[Stored records]
//! [`Combination`] -- classifying a multiset of cards into a tagged playable shape, and the
//! partial order over those shapes.

use itertools::Itertools;
use rustc_hash::{FxHashMap, FxHashSet};

use tichu_elements::card::{Card, Rank, Suit, DRAGON_VALUE, MAH_JONG_VALUE};

/// Why a card multiset failed to classify into any [`Combination`].
#[derive(Copy, Clone, Debug, Eq, PartialEq, thiserror::Error)]
pub enum InvalidCombinationReason {
    #[error("no cards were played")]
    Empty,
    #[error("the same card was played twice")]
    DuplicateCard,
    #[error("Dragon may only be played as a single")]
    DragonMustBeSingle,
    #[error("Dog may only be played as a single")]
    DogMustBeSingle,
    #[error("Phoenix may not form a bomb")]
    PhoenixForbiddenInBomb,
    #[error("a pair requires two cards of the same rank, or one plus Phoenix")]
    InvalidPair,
    #[error("a triple requires three cards of the same rank, or two plus Phoenix")]
    InvalidTriple,
    #[error("a pair sequence requires an even number of cards forming consecutive pairs")]
    InvalidPairSequence,
    #[error("a rank may not appear three times in a pair sequence")]
    PairSequenceTripleRank,
    #[error("a full house requires a triple and a pair")]
    InvalidFullHouse,
    #[error("a straight requires consecutive rank values, excluding Dragon")]
    InvalidStraight,
    #[error("Phoenix cannot extend a straight above Ace")]
    PhoenixAboveAce,
    #[error("no legal combination matches the cards played")]
    NoMatchingCombination,
}

/// The kind of bomb: unconditionally beats any non-bomb.
#[derive(Copy, Clone, Debug, Eq, PartialEq, Hash)]
#[cfg_attr(feature = "serde", derive(serde::Serialize, serde::Deserialize))]
pub enum BombKind {
    FourOfAKind(Rank),
    StraightFlush { length: u8, top_value: u8 },
}

/// Context needed to resolve the value of a Phoenix played as a single. Irrelevant to every
/// other shape.
#[derive(Copy, Clone, Debug, Eq, PartialEq)]
pub enum PhoenixSingleContext {
    /// Phoenix opens a new trick: value 1.5, half a step above Mah Jong.
    Leading,
    /// Phoenix is played onto an existing single of the given value: value = that + 0.5,
    /// capped strictly below Dragon.
    OnTopOf(OrderedF32),
}

/// A thin, comparable wrapper over `f32` for the handful of half-step single values the game
/// actually produces (1.0, 1.5, 2.0..14.0, 14.5, 16.0). None of these are ever NaN.
#[derive(Copy, Clone, Debug, PartialEq, PartialOrd)]
#[cfg_attr(feature = "serde", derive(serde::Serialize, serde::Deserialize))]
pub struct OrderedF32(pub f32);

impl Eq for OrderedF32 {}
impl Ord for OrderedF32 {
    fn cmp(&self, other: &Self) -> std::cmp::Ordering {
        self.0.partial_cmp(&other.0).expect("game-derived single values are never NaN")
    }
}

/// A classified, playable card shape. See spec.md §3 "Combination".
#[derive(Clone, Debug, PartialEq)]
#[cfg_attr(feature = "serde", derive(serde::Serialize, serde::Deserialize))]
pub enum Combination {
    Single { card: Card, value: OrderedF32 },
    Pair { rank: Rank },
    Triple { rank: Rank },
    PairSequence { count: u8, top_rank: Rank },
    FullHouse { triple_rank: Rank },
    Straight { length: u8, top_value: u8 },
    Bomb(BombKind),
}

impl Combination {
    pub const fn is_bomb(&self) -> bool { matches!(self, Combination::Bomb(_)) }
}

/// The result of comparing two combinations under the game's partial order.
#[derive(Copy, Clone, Debug, Eq, PartialEq)]
pub enum Comparison {
    Greater,
    LesserOrEqual,
    Incomparable,
}

/// Compares `challenger` against `incumbent` (the current highest play in a trick).
/// `Comparison::Greater` means `challenger` beats `incumbent`.
pub fn compare(challenger: &Combination, incumbent: &Combination) -> Comparison {
    use Combination::*;
    match (challenger, incumbent) {
        (Bomb(a), Bomb(b)) => compare_bombs(*a, *b),
        (Bomb(_), _) => Comparison::Greater,
        (_, Bomb(_)) => Comparison::Incomparable,

        (Single { value: a, .. }, Single { value: b, .. }) => from_ord(a.cmp(b)),
        (Pair { rank: a }, Pair { rank: b }) => from_ord(a.cmp(b)),
        (Triple { rank: a }, Triple { rank: b }) => from_ord(a.cmp(b)),
        (FullHouse { triple_rank: a }, FullHouse { triple_rank: b }) => from_ord(a.cmp(b)),
        (PairSequence { count: ca, top_rank: a }, PairSequence { count: cb, top_rank: b })
            if ca == cb => from_ord(a.cmp(b)),
        (Straight { length: la, top_value: a }, Straight { length: lb, top_value: b })
            if la == lb => from_ord(a.cmp(b)),
        _ => Comparison::Incomparable,
    }
}

fn from_ord(o: std::cmp::Ordering) -> Comparison {
    if o.is_gt() { Comparison::Greater } else { Comparison::LesserOrEqual }
}

fn compare_bombs(a: BombKind, b: BombKind) -> Comparison {
    use BombKind::*;
    match (a, b) {
        (StraightFlush { .. }, FourOfAKind(_)) => Comparison::Greater,
        (FourOfAKind(_), StraightFlush { .. }) => Comparison::LesserOrEqual,
        (FourOfAKind(ra), FourOfAKind(rb)) => from_ord(ra.cmp(&rb)),
        (StraightFlush { length: la, top_value: ta }, StraightFlush { length: lb, top_value: tb }) => {
            from_ord((la, ta).cmp(&(lb, tb)))
        }
    }
}

/// Splits a card slice into standard cards and the specials present, rejecting duplicates.
struct Parts {
    standard: Vec<(Suit, Rank)>,
    has_mah_jong: bool,
    has_dog: bool,
    has_phoenix: bool,
    has_dragon: bool,
}

fn split(cards: &[Card]) -> Result<Parts, InvalidCombinationReason> {
    if cards.is_empty() { return Err(InvalidCombinationReason::Empty); }
    let mut seen = FxHashSet::default();
    for c in cards {
        if !seen.insert(*c) { return Err(InvalidCombinationReason::DuplicateCard); }
    }
    let mut parts = Parts {
        standard: Vec::new(),
        has_mah_jong: false,
        has_dog: false,
        has_phoenix: false,
        has_dragon: false,
    };
    for c in cards {
        match c {
            Card::Standard(suit, rank) => parts.standard.push((*suit, *rank)),
            Card::MahJong => parts.has_mah_jong = true,
            Card::Dog => parts.has_dog = true,
            Card::Phoenix => parts.has_phoenix = true,
            Card::Dragon => parts.has_dragon = true,
        }
    }
    Ok(parts)
}

/// Classifies an arbitrary card multiset into the strongest [`Combination`] it satisfies.
pub fn classify(
    cards: &[Card],
    phoenix_ctx: PhoenixSingleContext,
) -> Result<Combination, InvalidCombinationReason> {
    let parts = split(cards)?;

    if cards.len() == 1 {
        return classify_single(cards[0], phoenix_ctx);
    }
    if parts.has_dragon {
        return Err(InvalidCombinationReason::DragonMustBeSingle);
    }
    if parts.has_dog {
        return Err(InvalidCombinationReason::DogMustBeSingle);
    }

    if let Some(combo) = try_bomb_four_of_a_kind(&parts) { return Ok(combo); }
    if let Some(combo) = try_bomb_straight_flush(&parts) { return Ok(combo); }

    match cards.len() {
        2 => try_pair(&parts),
        3 => try_triple(&parts),
        5 => try_full_house(&parts).or_else(|_| try_straight(&parts, parts.has_mah_jong)),
        n if n % 2 == 0 && n >= 4 => {
            try_pair_sequence(&parts).or_else(|_| try_straight(&parts, parts.has_mah_jong))
        }
        n if n >= 5 => try_straight(&parts, parts.has_mah_jong),
        _ => Err(InvalidCombinationReason::NoMatchingCombination),
    }
}

fn classify_single(
    card: Card,
    phoenix_ctx: PhoenixSingleContext,
) -> Result<Combination, InvalidCombinationReason> {
    let value = match card {
        Card::Standard(_, rank) => rank.value() as f32,
        Card::MahJong => MAH_JONG_VALUE as f32,
        Card::Dragon => DRAGON_VALUE as f32,
        Card::Dog => return Ok(Combination::Single { card, value: OrderedF32(0.0) }),
        Card::Phoenix => match phoenix_ctx {
            PhoenixSingleContext::Leading => 1.5,
            PhoenixSingleContext::OnTopOf(top) => (top.0 + 0.5).min((DRAGON_VALUE - 1) as f32),
        },
    };
    Ok(Combination::Single { card, value: OrderedF32(value) })
}

fn try_pair(parts: &Parts) -> Result<Combination, InvalidCombinationReason> {
    match (parts.standard.as_slice(), parts.has_phoenix) {
        ([(_, r1), (_, r2)], false) if r1 == r2 => Ok(Combination::Pair { rank: *r1 }),
        ([(_, r)], true) => Ok(Combination::Pair { rank: *r }),
        _ => Err(InvalidCombinationReason::InvalidPair),
    }
}

fn try_triple(parts: &Parts) -> Result<Combination, InvalidCombinationReason> {
    match (parts.standard.as_slice(), parts.has_phoenix) {
        ([(_, r1), (_, r2), (_, r3)], false) if r1 == r2 && r2 == r3 => {
            Ok(Combination::Triple { rank: *r1 })
        }
        ([(_, r1), (_, r2)], true) if r1 == r2 => Ok(Combination::Triple { rank: *r1 }),
        _ => Err(InvalidCombinationReason::InvalidTriple),
    }
}

fn rank_histogram(parts: &Parts) -> FxHashMap<Rank, u8> {
    let mut hist = FxHashMap::default();
    for (_, rank) in &parts.standard {
        *hist.entry(*rank).or_insert(0) += 1;
    }
    hist
}

fn try_pair_sequence(parts: &Parts) -> Result<Combination, InvalidCombinationReason> {
    let hist = rank_histogram(parts);
    if hist.values().any(|&n| n >= 3) {
        return Err(InvalidCombinationReason::PairSequenceTripleRank);
    }
    let mut ranks: Vec<Rank> = hist.keys().copied().collect();
    ranks.sort();

    let incomplete: Vec<Rank> = ranks.iter().copied().filter(|r| hist[r] == 1).collect();
    if incomplete.len() > 1 || (incomplete.len() == 1 && !parts.has_phoenix) {
        return Err(InvalidCombinationReason::InvalidPairSequence);
    }
    if incomplete.is_empty() && parts.has_phoenix {
        // Phoenix has nothing to complete.
        return Err(InvalidCombinationReason::InvalidPairSequence);
    }
    if ranks.is_empty() {
        return Err(InvalidCombinationReason::InvalidPairSequence);
    }
    let is_consecutive = ranks.iter().tuple_windows().all(|(a, b)| b.value() == a.value() + 1);
    if !is_consecutive {
        return Err(InvalidCombinationReason::InvalidPairSequence);
    }
    let count = ranks.len() as u8;
    let top_rank = *ranks.last().unwrap();
    Ok(Combination::PairSequence { count, top_rank })
}

fn try_full_house(parts: &Parts) -> Result<Combination, InvalidCombinationReason> {
    if parts.standard.len() + if parts.has_phoenix { 1 } else { 0 } != 5 {
        return Err(InvalidCombinationReason::InvalidFullHouse);
    }
    let hist = rank_histogram(parts);
    let mut by_count: Vec<(Rank, u8)> = hist.into_iter().collect();
    by_count.sort_by_key(|(r, _)| *r);

    match (by_count.as_slice(), parts.has_phoenix) {
        ([(r2, 2), (r3, 3)], false) | ([(r3, 3), (r2, 2)], false) => {
            let _ = r2;
            Ok(Combination::FullHouse { triple_rank: *r3 })
        }
        ([(ra, 2), (rb, 2)], true) => {
            // Phoenix completes the higher pair into the triple.
            let triple_rank = ra.max(rb);
            Ok(Combination::FullHouse { triple_rank: *triple_rank })
        }
        _ => Err(InvalidCombinationReason::InvalidFullHouse),
    }
}

fn try_straight(parts: &Parts, has_mah_jong: bool) -> Result<Combination, InvalidCombinationReason> {
    if parts.has_dragon || parts.has_dog {
        return Err(InvalidCombinationReason::InvalidStraight);
    }
    let mut values: Vec<u8> = parts.standard.iter().map(|(_, r)| r.value()).collect();
    if has_mah_jong {
        values.push(MAH_JONG_VALUE);
    }
    values.sort_unstable();
    if values.windows(2).any(|w| w[0] == w[1]) {
        return Err(InvalidCombinationReason::InvalidStraight);
    }

    let total_len = values.len() + if parts.has_phoenix { 1 } else { 0 };
    if total_len < 5 {
        return Err(InvalidCombinationReason::InvalidStraight);
    }

    if !parts.has_phoenix {
        let is_consecutive = values.iter().tuple_windows().all(|(a, b)| *b == a + 1);
        if !is_consecutive {
            return Err(InvalidCombinationReason::InvalidStraight);
        }
        return Ok(Combination::Straight { length: values.len() as u8, top_value: *values.last().unwrap() });
    }

    // Exactly one gap may be filled by Phoenix, or Phoenix may extend the top by one.
    let mut gaps = 0usize;
    for w in values.windows(2) {
        let diff = w[1] - w[0];
        if diff == 0 {
            return Err(InvalidCombinationReason::InvalidStraight);
        } else if diff == 2 {
            gaps += 1;
        } else if diff > 2 {
            return Err(InvalidCombinationReason::InvalidStraight);
        }
    }
    if gaps > 1 {
        return Err(InvalidCombinationReason::InvalidStraight);
    }
    if gaps == 1 {
        let top = *values.last().unwrap();
        return Ok(Combination::Straight { length: total_len as u8, top_value: top });
    }
    // No internal gap: Phoenix extends the top by one.
    let top = *values.last().unwrap();
    if top + 1 > 14 {
        return Err(InvalidCombinationReason::PhoenixAboveAce);
    }
    Ok(Combination::Straight { length: total_len as u8, top_value: top + 1 })
}

fn try_bomb_four_of_a_kind(parts: &Parts) -> Option<Combination> {
    if parts.has_phoenix || parts.has_dog || parts.has_dragon || parts.has_mah_jong {
        return None;
    }
    if parts.standard.len() != 4 { return None; }
    let rank = parts.standard[0].1;
    if parts.standard.iter().all(|(_, r)| *r == rank) {
        Some(Combination::Bomb(BombKind::FourOfAKind(rank)))
    } else {
        None
    }
}

fn try_bomb_straight_flush(parts: &Parts) -> Option<Combination> {
    if parts.has_phoenix || parts.has_dog || parts.has_dragon || parts.has_mah_jong {
        return None;
    }
    if parts.standard.len() < 5 { return None; }
    let suit = parts.standard[0].0;
    if !parts.standard.iter().all(|(s, _)| *s == suit) { return None; }
    let mut values: Vec<u8> = parts.standard.iter().map(|(_, r)| r.value()).collect();
    values.sort_unstable();
    if values.windows(2).any(|w| w[1] != w[0] + 1) { return None; }
    Some(Combination::Bomb(BombKind::StraightFlush {
        length: values.len() as u8,
        top_value: *values.last().unwrap(),
    }))
}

__Directions for this task__.
Print only the lines from the top of the data above down to the line holding "a card multiset", inclusive.

__Result__.
//! [`Combination`] -- classifying a multiset of cards into a tagged playable shape, and the
//! partial order over those shapes.

use itertools::Itertools;
use rustc_hash::{FxHashMap, FxHashSet};

use tichu_elements::card::{Card, Rank, Suit, DRAGON_VALUE, MAH_JONG_VALUE};

/// Why a card multiset failed to classify into any [`Combination`].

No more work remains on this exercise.